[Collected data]
++++++++++++++++++++

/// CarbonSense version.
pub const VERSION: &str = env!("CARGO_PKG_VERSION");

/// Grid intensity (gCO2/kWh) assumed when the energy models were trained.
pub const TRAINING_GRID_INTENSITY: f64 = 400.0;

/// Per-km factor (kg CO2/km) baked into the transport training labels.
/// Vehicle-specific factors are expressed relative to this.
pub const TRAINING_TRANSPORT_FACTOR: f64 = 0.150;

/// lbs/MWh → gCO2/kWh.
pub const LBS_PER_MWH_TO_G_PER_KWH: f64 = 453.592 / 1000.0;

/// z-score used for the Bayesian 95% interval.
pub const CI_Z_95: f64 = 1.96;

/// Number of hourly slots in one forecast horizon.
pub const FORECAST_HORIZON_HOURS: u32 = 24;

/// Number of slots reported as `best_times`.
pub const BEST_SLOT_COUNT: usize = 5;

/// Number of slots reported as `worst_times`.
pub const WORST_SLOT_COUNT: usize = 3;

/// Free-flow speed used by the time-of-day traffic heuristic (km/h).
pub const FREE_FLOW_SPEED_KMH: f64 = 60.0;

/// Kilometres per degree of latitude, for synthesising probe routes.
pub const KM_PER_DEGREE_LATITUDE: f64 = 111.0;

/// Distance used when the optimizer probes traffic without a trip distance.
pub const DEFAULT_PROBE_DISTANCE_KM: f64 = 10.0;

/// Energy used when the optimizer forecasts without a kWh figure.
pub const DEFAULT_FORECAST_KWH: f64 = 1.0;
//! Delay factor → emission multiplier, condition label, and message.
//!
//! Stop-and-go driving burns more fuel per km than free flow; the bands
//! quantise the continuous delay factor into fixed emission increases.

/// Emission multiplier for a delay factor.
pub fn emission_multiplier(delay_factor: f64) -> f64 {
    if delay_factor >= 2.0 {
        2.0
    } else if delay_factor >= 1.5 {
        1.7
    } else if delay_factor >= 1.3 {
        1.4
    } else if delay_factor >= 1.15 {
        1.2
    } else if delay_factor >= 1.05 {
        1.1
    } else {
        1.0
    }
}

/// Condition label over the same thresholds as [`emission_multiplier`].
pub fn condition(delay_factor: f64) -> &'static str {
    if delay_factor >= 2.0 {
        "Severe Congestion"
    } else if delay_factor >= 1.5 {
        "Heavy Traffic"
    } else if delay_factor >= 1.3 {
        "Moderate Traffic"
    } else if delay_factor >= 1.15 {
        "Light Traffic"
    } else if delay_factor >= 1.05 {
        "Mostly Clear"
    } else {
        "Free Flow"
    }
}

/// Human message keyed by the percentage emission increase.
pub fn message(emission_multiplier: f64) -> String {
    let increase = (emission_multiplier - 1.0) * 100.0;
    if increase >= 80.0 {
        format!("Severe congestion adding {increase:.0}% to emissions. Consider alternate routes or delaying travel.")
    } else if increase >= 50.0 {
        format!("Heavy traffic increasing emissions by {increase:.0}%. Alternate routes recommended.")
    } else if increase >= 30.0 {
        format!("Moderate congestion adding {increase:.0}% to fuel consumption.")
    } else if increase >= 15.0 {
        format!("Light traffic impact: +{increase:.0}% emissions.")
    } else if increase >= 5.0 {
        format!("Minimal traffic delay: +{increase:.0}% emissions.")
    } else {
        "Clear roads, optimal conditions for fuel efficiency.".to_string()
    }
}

++++++++++++++++++++

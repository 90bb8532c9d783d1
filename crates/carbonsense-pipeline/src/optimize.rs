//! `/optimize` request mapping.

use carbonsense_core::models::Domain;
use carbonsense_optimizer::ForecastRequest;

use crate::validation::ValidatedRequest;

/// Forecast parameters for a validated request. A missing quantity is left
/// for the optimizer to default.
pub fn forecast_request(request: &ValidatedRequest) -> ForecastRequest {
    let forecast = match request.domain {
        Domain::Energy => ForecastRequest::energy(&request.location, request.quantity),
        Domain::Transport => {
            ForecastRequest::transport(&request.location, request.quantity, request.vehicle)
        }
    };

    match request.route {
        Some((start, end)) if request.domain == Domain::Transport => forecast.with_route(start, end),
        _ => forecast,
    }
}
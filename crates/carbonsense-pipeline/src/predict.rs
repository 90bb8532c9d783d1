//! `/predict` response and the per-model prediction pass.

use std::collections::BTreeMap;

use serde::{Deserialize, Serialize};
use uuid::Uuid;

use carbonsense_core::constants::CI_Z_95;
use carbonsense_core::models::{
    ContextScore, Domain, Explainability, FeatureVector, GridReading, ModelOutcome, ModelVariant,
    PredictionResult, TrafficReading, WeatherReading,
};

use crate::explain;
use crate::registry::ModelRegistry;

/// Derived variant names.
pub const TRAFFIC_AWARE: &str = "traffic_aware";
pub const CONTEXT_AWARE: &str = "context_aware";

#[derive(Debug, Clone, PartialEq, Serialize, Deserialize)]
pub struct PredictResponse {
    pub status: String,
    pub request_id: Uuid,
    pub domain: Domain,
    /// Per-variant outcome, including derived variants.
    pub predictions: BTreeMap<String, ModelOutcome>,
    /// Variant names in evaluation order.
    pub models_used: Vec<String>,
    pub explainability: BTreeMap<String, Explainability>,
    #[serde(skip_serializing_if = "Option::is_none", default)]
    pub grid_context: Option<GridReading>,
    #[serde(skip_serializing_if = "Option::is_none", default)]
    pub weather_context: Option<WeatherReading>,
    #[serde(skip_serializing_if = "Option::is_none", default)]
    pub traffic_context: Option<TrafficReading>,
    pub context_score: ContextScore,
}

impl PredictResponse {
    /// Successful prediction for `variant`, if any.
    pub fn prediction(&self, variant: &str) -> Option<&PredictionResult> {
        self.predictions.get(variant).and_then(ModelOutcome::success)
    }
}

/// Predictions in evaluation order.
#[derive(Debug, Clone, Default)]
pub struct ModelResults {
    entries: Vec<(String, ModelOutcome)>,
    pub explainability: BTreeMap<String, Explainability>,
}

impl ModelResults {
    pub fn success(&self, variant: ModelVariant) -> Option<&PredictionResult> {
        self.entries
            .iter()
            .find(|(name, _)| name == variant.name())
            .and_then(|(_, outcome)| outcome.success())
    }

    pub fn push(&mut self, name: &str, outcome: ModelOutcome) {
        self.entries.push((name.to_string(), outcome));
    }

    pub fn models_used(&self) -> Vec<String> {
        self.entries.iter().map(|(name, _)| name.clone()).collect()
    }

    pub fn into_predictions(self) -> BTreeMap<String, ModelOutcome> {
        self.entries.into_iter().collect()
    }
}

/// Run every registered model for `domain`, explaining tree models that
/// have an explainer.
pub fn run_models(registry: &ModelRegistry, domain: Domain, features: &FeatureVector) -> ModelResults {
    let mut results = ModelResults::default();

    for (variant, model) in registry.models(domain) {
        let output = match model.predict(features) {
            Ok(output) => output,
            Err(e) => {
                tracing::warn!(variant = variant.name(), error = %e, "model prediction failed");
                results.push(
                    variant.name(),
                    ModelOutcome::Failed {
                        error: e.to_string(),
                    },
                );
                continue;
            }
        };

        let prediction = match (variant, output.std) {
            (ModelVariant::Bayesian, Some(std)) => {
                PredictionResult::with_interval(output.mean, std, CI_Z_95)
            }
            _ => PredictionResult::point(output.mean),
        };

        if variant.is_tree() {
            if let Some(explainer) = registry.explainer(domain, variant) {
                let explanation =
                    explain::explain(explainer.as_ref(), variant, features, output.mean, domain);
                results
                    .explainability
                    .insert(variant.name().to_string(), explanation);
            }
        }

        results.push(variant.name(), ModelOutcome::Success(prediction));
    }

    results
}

++++++++++++++++++++

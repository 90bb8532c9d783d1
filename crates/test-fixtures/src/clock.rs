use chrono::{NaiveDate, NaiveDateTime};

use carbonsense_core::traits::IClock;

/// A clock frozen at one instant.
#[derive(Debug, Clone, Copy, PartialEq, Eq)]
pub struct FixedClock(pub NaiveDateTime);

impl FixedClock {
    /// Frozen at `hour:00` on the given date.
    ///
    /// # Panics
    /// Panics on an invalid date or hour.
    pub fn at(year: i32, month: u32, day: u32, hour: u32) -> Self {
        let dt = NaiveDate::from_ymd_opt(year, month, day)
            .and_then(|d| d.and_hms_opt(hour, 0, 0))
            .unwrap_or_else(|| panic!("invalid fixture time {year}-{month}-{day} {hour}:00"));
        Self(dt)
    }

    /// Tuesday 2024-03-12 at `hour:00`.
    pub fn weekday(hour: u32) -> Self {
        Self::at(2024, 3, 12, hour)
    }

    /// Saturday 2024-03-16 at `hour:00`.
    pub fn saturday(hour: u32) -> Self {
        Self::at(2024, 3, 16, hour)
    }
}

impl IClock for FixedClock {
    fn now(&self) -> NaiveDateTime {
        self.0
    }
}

++++++++++++++++++++

Exercise directions: Look through the records above and please copy every line in which the string "fuel" occurs.

Exercise answer:
//! Stop-and-go driving burns more fuel per km than free flow; the bands
        format!("Moderate congestion adding {increase:.0}% to fuel consumption.")
        "Clear roads, optimal conditions for fuel efficiency.".to_string()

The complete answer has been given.